_Work required_
Please copy each line of the data that includes the string "WHERE".

**********

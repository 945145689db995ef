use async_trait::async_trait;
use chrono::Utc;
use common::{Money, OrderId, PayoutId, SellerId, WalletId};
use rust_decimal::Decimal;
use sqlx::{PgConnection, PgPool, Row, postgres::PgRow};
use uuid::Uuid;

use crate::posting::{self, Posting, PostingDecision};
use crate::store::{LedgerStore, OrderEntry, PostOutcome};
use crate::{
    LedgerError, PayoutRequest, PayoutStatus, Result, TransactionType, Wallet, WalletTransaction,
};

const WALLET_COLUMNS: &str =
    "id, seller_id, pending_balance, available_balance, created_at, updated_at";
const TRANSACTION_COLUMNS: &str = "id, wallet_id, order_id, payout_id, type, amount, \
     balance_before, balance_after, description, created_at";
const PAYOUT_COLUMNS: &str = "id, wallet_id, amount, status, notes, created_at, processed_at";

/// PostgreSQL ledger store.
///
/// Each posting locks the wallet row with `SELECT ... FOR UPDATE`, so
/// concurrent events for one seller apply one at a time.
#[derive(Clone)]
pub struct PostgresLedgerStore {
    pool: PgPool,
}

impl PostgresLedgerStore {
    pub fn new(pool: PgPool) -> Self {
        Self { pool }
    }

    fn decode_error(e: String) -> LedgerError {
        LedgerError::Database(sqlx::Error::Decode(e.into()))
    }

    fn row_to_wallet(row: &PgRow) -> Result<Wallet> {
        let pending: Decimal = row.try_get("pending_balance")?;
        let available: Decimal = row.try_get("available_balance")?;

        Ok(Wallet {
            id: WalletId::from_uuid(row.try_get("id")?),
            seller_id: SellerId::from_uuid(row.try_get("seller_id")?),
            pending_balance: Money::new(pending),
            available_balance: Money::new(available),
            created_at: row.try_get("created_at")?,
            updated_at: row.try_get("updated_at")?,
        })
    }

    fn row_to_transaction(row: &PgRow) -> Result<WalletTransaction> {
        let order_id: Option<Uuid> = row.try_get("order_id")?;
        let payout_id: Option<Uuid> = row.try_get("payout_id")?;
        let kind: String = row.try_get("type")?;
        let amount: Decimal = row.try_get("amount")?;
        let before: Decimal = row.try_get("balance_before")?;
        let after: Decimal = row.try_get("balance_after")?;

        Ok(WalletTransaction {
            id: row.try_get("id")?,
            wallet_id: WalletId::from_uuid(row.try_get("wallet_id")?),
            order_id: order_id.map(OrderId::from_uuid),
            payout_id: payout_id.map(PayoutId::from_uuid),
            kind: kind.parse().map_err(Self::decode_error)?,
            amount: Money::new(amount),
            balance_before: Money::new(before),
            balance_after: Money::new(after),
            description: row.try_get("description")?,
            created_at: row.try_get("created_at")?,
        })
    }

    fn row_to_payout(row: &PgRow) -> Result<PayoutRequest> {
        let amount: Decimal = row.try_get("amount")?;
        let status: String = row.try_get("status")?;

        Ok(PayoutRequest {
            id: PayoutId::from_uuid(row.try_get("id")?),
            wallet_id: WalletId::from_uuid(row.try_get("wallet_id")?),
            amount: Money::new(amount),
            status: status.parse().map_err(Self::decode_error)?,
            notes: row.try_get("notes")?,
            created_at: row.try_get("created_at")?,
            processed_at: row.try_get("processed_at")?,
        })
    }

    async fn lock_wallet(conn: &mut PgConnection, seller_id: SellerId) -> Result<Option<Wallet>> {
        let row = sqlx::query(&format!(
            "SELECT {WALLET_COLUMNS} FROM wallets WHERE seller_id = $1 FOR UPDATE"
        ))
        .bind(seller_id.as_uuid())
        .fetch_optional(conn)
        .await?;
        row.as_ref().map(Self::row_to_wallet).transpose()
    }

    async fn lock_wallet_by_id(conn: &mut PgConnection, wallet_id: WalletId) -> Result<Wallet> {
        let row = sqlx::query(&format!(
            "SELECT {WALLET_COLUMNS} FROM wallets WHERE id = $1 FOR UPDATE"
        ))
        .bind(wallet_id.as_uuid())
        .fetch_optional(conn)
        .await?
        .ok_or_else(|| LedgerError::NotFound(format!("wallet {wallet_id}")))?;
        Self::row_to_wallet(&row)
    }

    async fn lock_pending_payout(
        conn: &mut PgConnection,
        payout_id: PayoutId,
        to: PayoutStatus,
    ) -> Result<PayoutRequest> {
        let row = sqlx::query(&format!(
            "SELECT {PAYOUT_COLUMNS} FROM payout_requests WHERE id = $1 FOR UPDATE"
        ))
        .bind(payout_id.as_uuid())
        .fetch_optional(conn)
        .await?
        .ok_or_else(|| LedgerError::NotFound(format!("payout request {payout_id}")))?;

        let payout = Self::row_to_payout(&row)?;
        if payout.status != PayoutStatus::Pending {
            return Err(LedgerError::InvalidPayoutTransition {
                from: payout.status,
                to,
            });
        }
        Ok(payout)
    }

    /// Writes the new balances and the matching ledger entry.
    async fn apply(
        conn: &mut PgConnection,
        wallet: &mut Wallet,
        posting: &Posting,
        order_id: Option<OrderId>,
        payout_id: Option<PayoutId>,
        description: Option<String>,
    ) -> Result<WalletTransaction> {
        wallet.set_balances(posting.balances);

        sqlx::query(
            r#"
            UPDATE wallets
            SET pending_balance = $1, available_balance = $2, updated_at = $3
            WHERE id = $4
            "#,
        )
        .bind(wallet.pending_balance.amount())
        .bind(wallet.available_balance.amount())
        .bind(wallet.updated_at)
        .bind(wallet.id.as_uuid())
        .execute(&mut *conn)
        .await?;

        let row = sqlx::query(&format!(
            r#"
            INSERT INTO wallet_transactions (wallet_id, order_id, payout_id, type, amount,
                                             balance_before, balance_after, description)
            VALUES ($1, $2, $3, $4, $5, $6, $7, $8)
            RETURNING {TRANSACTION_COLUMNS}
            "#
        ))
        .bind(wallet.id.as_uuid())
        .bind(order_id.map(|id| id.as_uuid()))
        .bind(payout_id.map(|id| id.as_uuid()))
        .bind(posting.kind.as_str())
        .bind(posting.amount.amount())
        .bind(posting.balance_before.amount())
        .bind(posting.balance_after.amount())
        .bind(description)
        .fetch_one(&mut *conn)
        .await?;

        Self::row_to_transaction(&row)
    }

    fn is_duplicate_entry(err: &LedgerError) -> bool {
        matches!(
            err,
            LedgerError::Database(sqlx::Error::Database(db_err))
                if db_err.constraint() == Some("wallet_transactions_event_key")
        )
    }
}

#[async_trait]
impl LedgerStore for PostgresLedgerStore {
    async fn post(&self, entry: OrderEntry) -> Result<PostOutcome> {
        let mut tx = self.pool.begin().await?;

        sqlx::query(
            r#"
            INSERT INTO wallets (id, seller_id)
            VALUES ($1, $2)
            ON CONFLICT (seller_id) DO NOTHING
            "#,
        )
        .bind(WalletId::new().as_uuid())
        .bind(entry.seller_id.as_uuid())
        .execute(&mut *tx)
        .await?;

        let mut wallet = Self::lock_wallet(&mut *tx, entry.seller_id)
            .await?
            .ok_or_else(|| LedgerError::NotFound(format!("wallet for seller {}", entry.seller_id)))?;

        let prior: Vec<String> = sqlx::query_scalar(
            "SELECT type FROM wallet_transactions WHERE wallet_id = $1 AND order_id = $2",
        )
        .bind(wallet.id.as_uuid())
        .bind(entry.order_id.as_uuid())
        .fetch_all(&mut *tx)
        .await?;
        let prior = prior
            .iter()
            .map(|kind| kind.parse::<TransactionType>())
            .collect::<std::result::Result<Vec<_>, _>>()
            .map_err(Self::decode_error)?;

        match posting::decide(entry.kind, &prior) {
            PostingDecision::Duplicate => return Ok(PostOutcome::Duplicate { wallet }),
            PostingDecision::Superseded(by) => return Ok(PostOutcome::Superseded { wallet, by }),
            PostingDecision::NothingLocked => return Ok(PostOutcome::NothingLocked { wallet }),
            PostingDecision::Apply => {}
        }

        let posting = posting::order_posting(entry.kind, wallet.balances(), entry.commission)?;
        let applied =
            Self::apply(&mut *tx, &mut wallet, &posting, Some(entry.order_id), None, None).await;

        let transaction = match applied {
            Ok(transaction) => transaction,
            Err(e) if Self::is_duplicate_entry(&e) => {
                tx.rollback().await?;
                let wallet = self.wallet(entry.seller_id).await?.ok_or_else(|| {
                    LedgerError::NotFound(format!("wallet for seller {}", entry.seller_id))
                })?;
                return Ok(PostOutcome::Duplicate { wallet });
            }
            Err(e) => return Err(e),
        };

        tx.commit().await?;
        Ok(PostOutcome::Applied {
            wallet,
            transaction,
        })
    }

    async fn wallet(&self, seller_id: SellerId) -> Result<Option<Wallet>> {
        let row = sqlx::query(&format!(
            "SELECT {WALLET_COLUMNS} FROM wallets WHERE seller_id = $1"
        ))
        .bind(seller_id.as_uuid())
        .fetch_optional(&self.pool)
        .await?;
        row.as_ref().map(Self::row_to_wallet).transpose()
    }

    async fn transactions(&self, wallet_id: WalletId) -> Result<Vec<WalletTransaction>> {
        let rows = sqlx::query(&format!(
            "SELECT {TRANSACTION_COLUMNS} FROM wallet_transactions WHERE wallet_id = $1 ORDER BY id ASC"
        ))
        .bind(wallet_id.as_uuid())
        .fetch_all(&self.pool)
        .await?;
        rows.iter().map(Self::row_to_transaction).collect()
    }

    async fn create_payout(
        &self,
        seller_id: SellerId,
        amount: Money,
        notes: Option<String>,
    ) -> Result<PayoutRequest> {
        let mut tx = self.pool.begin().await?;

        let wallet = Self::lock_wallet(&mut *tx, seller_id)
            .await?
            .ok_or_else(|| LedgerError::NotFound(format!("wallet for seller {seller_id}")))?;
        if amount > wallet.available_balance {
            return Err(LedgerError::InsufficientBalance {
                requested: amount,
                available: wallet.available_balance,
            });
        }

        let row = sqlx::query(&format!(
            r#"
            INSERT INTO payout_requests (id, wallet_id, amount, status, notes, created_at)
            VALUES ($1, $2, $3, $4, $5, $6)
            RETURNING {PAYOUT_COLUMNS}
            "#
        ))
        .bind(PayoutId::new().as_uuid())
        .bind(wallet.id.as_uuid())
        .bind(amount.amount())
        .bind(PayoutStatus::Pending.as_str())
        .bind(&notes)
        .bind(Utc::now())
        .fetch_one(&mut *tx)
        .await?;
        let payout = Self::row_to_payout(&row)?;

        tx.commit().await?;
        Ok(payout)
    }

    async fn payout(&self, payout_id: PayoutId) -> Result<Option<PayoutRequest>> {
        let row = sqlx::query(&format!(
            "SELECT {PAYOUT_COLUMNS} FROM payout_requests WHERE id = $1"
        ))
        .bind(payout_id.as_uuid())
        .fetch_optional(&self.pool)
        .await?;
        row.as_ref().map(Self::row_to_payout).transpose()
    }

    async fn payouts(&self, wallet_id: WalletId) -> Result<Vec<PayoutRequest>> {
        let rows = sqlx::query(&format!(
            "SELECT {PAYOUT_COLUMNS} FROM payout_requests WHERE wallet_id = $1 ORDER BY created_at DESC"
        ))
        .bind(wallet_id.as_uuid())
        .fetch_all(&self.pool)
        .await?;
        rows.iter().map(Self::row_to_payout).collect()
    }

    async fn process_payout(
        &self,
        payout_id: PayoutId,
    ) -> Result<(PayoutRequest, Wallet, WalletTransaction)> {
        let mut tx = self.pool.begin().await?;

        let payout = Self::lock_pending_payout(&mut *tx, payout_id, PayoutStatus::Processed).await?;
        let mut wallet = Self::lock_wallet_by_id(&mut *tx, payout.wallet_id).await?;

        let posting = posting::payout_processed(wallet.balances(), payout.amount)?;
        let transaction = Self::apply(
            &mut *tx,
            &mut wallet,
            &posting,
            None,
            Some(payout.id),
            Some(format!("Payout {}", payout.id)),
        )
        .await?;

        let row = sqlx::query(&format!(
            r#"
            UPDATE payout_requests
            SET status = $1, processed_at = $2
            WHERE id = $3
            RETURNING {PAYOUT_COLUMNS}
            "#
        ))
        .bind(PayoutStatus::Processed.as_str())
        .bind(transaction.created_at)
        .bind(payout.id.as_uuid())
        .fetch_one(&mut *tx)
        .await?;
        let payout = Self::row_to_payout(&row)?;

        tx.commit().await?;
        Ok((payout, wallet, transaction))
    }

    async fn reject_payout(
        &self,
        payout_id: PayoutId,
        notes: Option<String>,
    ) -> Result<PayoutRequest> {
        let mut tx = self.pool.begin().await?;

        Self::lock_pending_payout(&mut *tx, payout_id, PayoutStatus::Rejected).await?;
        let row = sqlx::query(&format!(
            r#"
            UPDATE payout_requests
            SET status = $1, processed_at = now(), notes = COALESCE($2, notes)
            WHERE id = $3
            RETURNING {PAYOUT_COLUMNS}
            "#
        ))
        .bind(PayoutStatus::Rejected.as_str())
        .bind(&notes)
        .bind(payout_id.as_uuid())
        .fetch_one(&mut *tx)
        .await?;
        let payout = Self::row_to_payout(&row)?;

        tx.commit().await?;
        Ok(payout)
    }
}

**********

_Answer box_
            "SELECT {WALLET_COLUMNS} FROM wallets WHERE seller_id = $1 FOR UPDATE"
            "SELECT {WALLET_COLUMNS} FROM wallets WHERE id = $1 FOR UPDATE"
            "SELECT {PAYOUT_COLUMNS} FROM payout_requests WHERE id = $1 FOR UPDATE"
            WHERE id = $4
            "SELECT type FROM wallet_transactions WHERE wallet_id = $1 AND order_id = $2",
            "SELECT {WALLET_COLUMNS} FROM wallets WHERE seller_id = $1"
            "SELECT {TRANSACTION_COLUMNS} FROM wallet_transactions WHERE wallet_id = $1 ORDER BY id ASC"
            "SELECT {PAYOUT_COLUMNS} FROM payout_requests WHERE id = $1"
            "SELECT {PAYOUT_COLUMNS} FROM payout_requests WHERE wallet_id = $1 ORDER BY created_at DESC"
            WHERE id = $3
            WHERE id = $3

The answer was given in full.